— Data to examine —
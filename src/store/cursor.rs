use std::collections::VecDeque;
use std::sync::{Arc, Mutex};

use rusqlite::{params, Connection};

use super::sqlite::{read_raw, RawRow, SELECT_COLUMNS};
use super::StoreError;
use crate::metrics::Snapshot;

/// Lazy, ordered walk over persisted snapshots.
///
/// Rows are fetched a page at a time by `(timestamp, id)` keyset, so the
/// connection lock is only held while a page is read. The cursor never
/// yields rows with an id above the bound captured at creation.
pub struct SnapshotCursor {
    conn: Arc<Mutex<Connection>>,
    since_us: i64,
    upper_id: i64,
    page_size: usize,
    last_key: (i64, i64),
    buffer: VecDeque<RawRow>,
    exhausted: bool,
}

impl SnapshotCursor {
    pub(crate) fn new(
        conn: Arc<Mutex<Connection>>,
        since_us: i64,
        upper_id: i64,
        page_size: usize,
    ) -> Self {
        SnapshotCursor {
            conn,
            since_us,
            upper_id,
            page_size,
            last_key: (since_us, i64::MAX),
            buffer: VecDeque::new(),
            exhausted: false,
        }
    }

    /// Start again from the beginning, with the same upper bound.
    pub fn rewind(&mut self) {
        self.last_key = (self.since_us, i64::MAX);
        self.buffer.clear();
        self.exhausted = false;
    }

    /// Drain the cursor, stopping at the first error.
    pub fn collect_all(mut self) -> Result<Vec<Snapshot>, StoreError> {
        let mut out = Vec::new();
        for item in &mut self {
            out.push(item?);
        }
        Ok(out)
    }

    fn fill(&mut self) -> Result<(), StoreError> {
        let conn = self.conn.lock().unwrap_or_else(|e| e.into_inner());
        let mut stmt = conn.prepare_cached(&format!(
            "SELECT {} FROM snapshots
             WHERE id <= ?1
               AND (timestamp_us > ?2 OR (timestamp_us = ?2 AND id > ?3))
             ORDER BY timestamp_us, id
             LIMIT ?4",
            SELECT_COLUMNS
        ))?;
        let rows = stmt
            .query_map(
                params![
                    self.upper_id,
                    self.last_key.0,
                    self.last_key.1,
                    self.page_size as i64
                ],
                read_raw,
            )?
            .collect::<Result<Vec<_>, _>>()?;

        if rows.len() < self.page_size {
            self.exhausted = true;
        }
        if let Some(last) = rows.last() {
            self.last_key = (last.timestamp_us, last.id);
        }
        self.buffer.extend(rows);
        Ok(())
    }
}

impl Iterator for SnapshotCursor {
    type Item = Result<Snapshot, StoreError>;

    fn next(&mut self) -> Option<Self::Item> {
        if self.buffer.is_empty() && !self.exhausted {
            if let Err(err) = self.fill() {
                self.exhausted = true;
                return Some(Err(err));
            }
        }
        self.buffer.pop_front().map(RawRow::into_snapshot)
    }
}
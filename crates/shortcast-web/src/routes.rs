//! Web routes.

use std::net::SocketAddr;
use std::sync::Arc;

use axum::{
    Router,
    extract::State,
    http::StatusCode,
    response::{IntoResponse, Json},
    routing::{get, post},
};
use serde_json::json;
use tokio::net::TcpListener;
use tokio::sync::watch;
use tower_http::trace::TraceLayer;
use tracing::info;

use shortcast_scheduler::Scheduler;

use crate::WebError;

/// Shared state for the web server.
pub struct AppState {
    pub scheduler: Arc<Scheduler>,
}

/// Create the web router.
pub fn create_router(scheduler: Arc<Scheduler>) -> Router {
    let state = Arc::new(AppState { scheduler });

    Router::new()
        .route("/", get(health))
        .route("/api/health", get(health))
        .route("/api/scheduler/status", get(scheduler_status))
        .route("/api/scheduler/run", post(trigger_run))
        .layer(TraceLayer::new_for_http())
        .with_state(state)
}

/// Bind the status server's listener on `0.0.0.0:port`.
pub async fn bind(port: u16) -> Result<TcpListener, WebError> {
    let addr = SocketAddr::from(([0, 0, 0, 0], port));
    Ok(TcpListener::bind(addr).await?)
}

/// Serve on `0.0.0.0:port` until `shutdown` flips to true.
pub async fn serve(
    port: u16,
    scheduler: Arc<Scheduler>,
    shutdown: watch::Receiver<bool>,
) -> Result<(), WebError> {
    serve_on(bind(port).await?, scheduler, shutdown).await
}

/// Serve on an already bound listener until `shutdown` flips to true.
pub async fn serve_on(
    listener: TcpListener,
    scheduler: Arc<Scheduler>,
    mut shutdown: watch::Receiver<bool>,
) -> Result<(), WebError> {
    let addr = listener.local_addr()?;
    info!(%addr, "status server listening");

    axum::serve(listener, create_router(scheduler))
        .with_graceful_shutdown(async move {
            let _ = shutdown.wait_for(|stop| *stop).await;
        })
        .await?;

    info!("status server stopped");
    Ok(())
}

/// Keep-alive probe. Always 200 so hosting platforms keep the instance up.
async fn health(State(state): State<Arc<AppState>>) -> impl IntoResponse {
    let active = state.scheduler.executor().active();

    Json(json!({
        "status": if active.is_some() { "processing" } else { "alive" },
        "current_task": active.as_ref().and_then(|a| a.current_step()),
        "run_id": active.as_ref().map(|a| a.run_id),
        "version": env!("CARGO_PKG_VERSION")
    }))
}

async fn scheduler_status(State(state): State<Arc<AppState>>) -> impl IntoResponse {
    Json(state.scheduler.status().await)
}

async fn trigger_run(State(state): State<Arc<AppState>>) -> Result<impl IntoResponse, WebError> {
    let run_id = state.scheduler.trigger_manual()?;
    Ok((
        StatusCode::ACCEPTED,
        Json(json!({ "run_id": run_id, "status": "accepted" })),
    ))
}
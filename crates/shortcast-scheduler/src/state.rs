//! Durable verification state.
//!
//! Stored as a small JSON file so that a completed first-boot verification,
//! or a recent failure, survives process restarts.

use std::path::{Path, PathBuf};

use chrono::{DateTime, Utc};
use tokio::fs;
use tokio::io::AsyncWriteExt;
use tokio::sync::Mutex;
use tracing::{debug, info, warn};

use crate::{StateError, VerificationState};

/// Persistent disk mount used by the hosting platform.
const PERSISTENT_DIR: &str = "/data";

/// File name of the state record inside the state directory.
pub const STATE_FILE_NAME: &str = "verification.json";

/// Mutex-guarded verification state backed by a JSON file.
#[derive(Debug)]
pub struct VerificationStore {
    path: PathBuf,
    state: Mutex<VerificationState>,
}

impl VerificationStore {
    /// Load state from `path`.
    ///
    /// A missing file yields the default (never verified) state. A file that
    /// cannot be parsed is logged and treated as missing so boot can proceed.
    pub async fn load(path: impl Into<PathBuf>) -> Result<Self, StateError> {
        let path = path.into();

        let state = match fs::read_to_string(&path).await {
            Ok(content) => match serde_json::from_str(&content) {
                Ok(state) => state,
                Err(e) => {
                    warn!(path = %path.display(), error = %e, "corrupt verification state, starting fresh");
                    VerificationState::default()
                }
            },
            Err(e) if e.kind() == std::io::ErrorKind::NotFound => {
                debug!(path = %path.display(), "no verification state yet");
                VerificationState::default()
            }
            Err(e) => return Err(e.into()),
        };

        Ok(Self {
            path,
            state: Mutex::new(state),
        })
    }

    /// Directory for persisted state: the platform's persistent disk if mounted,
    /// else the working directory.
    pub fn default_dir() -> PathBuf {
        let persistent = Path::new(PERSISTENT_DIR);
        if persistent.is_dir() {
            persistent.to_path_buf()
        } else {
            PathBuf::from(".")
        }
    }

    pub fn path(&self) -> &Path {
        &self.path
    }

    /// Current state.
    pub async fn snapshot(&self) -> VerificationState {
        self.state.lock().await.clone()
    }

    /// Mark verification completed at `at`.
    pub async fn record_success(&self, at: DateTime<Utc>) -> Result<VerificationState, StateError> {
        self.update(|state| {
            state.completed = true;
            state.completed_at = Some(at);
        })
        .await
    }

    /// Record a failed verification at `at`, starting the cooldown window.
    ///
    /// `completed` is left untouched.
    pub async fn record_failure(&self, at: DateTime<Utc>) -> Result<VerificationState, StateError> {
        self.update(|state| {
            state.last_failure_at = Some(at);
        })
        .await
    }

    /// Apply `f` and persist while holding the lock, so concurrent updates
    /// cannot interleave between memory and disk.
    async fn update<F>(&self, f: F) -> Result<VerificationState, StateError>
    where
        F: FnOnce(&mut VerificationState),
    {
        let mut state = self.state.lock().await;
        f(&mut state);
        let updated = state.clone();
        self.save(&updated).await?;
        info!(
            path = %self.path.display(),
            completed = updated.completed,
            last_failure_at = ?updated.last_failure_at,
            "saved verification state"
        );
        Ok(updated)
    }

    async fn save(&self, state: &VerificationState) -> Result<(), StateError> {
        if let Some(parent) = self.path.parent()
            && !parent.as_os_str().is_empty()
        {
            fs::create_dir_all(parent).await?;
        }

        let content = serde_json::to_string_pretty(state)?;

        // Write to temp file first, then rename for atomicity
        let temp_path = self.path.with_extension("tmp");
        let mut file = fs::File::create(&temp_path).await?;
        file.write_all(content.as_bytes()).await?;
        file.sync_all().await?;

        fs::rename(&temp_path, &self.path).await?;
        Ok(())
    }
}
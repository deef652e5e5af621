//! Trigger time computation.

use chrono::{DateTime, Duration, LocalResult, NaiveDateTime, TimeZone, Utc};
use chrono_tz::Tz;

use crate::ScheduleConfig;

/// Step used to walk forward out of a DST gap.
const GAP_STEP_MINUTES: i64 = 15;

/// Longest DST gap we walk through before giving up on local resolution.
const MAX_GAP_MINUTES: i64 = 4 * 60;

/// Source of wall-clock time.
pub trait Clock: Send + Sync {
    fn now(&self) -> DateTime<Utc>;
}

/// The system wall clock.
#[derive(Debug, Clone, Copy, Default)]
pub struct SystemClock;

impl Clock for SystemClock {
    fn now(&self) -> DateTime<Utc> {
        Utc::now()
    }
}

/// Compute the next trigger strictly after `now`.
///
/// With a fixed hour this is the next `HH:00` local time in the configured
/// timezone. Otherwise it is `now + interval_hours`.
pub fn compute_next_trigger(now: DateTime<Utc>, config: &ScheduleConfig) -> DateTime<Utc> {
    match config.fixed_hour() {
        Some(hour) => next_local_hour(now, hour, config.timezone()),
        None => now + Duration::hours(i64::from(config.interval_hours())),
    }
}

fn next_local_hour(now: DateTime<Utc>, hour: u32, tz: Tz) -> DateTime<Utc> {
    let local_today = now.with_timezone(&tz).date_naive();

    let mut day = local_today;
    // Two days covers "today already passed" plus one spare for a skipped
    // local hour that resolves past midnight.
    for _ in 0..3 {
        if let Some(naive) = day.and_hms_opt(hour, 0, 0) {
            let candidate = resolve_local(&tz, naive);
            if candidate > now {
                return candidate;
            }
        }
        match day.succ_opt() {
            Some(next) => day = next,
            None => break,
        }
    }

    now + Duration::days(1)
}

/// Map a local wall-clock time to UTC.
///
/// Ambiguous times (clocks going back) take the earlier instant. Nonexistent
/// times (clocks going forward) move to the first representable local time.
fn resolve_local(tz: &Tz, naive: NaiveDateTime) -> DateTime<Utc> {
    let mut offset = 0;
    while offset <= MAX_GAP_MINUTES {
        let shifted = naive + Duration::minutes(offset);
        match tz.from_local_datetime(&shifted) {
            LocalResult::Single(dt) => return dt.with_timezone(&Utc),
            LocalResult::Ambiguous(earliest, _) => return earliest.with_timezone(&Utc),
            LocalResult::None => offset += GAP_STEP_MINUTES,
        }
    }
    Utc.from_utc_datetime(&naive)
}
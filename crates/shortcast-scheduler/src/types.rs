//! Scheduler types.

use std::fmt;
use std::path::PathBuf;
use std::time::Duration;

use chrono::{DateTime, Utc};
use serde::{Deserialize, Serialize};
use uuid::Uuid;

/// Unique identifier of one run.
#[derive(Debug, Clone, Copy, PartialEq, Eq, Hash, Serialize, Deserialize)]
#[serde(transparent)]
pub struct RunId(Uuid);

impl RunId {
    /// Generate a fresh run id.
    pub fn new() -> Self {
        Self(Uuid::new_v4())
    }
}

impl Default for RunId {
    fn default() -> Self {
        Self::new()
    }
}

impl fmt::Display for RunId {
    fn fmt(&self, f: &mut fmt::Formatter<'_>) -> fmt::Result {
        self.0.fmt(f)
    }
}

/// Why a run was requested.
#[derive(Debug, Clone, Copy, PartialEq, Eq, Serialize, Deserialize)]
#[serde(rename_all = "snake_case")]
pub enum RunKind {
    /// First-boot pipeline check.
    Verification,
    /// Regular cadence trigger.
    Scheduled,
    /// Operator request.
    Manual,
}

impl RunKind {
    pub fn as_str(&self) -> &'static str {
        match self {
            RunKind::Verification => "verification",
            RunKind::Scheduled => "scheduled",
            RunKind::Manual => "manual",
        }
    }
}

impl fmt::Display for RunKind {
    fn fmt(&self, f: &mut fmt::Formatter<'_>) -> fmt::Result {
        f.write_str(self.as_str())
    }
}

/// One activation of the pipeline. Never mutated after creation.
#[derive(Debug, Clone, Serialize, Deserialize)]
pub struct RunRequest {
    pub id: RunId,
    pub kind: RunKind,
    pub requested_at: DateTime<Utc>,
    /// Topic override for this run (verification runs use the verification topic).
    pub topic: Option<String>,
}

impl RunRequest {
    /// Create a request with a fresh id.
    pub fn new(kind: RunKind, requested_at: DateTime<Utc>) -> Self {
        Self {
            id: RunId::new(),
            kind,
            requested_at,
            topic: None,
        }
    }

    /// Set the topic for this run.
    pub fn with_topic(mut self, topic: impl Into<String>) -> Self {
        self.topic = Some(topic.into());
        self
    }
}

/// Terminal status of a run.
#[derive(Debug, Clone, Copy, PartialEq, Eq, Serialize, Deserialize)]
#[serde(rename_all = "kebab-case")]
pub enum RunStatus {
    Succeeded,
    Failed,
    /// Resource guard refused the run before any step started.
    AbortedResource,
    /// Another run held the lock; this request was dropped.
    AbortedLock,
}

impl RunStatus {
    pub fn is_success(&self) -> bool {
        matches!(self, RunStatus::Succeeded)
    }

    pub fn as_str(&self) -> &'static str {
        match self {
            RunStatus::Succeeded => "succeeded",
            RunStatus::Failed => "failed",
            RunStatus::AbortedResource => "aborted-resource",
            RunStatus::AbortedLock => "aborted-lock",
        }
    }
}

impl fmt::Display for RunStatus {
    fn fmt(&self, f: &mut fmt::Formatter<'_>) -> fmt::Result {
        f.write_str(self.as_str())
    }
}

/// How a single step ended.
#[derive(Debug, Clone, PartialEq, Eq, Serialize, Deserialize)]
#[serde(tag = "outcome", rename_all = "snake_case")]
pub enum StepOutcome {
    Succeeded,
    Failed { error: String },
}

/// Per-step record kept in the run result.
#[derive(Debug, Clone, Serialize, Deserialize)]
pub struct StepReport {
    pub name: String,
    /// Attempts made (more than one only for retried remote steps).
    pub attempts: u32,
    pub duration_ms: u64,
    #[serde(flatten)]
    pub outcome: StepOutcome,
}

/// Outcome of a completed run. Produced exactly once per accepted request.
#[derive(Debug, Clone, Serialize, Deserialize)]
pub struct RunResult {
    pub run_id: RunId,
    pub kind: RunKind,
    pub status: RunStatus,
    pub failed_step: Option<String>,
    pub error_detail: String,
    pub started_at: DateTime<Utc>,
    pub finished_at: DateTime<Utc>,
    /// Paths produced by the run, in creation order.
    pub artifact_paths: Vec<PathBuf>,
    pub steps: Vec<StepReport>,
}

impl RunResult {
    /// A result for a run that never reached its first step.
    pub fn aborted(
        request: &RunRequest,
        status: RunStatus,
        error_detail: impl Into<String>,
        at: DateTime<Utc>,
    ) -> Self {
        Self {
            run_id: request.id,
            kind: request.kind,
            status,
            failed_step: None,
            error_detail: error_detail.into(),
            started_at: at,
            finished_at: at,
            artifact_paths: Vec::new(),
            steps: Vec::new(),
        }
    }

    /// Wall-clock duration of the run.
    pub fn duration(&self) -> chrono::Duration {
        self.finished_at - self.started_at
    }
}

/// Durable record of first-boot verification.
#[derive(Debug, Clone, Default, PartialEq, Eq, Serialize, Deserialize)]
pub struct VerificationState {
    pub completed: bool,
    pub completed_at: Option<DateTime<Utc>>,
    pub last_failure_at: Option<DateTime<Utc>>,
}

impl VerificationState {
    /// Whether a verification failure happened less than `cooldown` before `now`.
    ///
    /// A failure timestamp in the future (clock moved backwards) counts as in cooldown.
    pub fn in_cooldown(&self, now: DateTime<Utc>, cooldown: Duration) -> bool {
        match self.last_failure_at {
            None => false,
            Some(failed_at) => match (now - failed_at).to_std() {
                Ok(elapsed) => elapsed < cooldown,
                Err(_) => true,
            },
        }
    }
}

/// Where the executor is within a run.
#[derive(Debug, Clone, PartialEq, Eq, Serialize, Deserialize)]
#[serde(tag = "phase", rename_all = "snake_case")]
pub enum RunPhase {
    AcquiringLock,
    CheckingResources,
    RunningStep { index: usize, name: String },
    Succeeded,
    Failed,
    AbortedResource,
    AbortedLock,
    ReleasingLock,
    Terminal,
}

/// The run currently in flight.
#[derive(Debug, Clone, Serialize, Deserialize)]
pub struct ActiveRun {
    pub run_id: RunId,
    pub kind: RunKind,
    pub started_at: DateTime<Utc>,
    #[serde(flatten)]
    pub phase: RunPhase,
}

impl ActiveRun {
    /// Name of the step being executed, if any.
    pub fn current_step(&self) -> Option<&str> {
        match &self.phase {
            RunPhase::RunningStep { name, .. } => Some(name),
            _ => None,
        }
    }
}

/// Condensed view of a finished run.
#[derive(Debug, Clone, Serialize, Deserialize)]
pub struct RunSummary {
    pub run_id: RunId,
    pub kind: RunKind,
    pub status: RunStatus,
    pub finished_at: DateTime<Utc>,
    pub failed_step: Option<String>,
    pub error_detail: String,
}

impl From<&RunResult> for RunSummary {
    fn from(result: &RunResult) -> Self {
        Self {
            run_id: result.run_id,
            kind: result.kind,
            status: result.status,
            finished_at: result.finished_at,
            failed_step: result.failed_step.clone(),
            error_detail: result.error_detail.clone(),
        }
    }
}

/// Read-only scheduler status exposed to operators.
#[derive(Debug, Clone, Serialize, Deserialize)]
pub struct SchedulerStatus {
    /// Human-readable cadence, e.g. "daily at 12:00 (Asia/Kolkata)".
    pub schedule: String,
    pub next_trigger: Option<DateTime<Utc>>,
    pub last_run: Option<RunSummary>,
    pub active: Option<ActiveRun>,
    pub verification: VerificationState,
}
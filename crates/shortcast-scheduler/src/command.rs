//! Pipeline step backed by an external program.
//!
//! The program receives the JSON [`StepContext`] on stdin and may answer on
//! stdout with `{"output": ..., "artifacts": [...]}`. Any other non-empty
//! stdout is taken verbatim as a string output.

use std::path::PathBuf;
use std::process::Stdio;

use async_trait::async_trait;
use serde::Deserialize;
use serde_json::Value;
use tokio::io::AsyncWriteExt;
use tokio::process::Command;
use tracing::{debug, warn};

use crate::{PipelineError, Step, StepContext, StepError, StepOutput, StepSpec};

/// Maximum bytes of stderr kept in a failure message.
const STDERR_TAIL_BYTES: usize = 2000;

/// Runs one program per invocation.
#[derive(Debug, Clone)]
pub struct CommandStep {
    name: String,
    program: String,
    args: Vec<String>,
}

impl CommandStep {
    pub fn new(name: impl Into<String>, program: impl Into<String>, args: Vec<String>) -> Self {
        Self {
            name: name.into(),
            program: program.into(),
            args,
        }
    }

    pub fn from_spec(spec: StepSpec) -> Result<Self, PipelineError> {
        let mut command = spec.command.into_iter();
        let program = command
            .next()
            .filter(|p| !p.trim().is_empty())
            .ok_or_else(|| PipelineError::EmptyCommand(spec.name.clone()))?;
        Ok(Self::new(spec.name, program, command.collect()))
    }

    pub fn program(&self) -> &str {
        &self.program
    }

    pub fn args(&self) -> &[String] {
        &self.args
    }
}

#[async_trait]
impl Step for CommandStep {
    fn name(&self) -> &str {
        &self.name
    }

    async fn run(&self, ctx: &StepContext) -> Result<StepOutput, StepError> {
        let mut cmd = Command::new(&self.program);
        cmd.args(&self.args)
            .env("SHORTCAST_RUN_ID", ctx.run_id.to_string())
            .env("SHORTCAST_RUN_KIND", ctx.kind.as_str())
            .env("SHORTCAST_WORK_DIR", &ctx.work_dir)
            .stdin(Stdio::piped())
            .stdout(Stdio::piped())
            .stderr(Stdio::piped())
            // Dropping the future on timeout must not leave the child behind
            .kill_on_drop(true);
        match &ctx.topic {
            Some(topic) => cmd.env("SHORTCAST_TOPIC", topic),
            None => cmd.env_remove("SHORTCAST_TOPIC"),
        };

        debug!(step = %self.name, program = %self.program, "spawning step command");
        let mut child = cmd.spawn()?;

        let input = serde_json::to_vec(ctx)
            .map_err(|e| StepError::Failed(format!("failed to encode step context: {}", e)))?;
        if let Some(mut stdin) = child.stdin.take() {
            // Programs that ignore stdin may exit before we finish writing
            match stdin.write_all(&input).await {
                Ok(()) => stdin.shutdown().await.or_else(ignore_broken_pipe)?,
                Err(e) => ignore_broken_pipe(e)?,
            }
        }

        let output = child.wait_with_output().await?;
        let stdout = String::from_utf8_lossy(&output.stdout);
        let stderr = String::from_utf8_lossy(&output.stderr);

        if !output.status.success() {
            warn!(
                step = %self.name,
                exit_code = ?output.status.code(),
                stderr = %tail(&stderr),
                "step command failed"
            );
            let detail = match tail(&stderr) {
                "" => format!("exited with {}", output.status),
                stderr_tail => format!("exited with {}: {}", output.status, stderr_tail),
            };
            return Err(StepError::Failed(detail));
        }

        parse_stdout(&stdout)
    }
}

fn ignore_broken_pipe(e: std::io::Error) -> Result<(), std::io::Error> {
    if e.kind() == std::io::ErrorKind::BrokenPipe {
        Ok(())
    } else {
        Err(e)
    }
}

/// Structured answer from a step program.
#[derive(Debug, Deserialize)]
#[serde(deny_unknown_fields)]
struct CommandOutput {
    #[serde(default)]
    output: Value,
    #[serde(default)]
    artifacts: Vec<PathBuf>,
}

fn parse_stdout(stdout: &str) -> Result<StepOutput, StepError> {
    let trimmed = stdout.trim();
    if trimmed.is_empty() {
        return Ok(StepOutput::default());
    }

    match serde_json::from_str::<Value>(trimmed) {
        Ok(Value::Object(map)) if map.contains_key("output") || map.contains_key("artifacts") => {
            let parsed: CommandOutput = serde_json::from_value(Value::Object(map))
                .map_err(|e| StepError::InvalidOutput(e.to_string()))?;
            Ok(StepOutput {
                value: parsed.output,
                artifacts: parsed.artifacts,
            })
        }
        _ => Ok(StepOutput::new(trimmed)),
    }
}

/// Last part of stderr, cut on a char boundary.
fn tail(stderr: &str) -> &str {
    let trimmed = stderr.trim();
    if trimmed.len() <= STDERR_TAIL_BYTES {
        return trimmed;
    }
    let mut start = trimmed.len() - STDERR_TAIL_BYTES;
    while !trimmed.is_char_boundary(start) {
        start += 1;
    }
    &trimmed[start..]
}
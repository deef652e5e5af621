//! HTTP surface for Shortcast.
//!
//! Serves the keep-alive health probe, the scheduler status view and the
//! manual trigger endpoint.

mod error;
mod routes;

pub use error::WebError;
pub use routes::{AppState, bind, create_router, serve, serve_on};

— Task to carry out —
What you return should be the lines from the beginning of the records through the one that contains "let conn = self.conn.lock().unwrap_or_else(|e|", repeated exactly and with no additions.

— Response —
filename src/store/cursor.rs
use std::collections::VecDeque;
use std::sync::{Arc, Mutex};

use rusqlite::{params, Connection};

use super::sqlite::{read_raw, RawRow, SELECT_COLUMNS};
use super::StoreError;
use crate::metrics::Snapshot;

/// Lazy, ordered walk over persisted snapshots.
///
/// Rows are fetched a page at a time by `(timestamp, id)` keyset, so the
/// connection lock is only held while a page is read. The cursor never
/// yields rows with an id above the bound captured at creation.
pub struct SnapshotCursor {
    conn: Arc<Mutex<Connection>>,
    since_us: i64,
    upper_id: i64,
    page_size: usize,
    last_key: (i64, i64),
    buffer: VecDeque<RawRow>,
    exhausted: bool,
}

impl SnapshotCursor {
    pub(crate) fn new(
        conn: Arc<Mutex<Connection>>,
        since_us: i64,
        upper_id: i64,
        page_size: usize,
    ) -> Self {
        SnapshotCursor {
            conn,
            since_us,
            upper_id,
            page_size,
            last_key: (since_us, i64::MAX),
            buffer: VecDeque::new(),
            exhausted: false,
        }
    }

    /// Start again from the beginning, with the same upper bound.
    pub fn rewind(&mut self) {
        self.last_key = (self.since_us, i64::MAX);
        self.buffer.clear();
        self.exhausted = false;
    }

    /// Drain the cursor, stopping at the first error.
    pub fn collect_all(mut self) -> Result<Vec<Snapshot>, StoreError> {
        let mut out = Vec::new();
        for item in &mut self {
            out.push(item?);
        }
        Ok(out)
    }

    fn fill(&mut self) -> Result<(), StoreError> {
        let conn = self.conn.lock().unwrap_or_else(|e| e.into_inner());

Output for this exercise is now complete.